-- The task --
Repeat exactly, and only, the lines running from the one that holds "Ok(HttpResponse::Ok().json(transfer))" to the end of the records.

Top of Dataset entries

route!(payout_destination => Post "/payout_destinations" impl PaymentLedgerDatabase);
pub async fn payout_destination<B: PaymentLedgerDatabase>(
    body: web::Json<PayoutDestinationRequest>,
    api: web::Data<SettlementApi<B>>,
) -> Result<HttpResponse, ServerError> {
    let request = body.into_inner();
    debug!("💻️ POST payout destination for {}", request.owner_id);
    let destination = api
        .db()
        .upsert_payout_destination(&request.owner_id, &request.msisdn, &request.account_name)
        .await
        .map_err(|e| ServerError::BackendError(e.to_string()))?;
    Ok(HttpResponse::Ok().json(destination))
}

//----------------------------------------------   Gifts  ----------------------------------------------------

route!(gift => Post "/gifts" impl PaymentLedgerDatabase);
pub async fn gift<B: PaymentLedgerDatabase>(
    body: web::Json<GiftRequest>,
    api: web::Data<SettlementApi<B>>,
) -> Result<HttpResponse, ServerError> {
    let request = body.into_inner();
    debug!("💻️ POST gift of {} coins from {} to {}", request.coins, request.sender_id, request.recipient_id);
    if request.sender_id == request.recipient_id {
        return Err(ServerError::InvalidRequestBody("Cannot gift coins to yourself".into()));
    }
    if request.coins.value() <= 0 {
        return Err(ServerError::InvalidRequestBody("The gift amount must be positive".into()));
    }
    let reference = request.reference.unwrap_or_else(|| new_reference("GIFT"));
    let transfer =
        api.transfer_gift(&request.sender_id, &request.recipient_id, request.coins, &reference, request.memo).await?;
    Ok(HttpResponse::Ok().json(transfer))
}

//----------------------------------------------   Wallets  ----------------------------------------------------

#[derive(Debug, Clone, Copy, Deserialize)]
pub struct HistoryParams {
    pub limit: Option<i64>,
}

const DEFAULT_HISTORY_LIMIT: i64 = 50;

Bottom of Dataset entries

-- Finished exercise --
    Ok(HttpResponse::Ok().json(transfer))
}

//----------------------------------------------   Wallets  ----------------------------------------------------

#[derive(Debug, Clone, Copy, Deserialize)]
pub struct HistoryParams {
    pub limit: Option<i64>,
}

const DEFAULT_HISTORY_LIMIT: i64 = 50;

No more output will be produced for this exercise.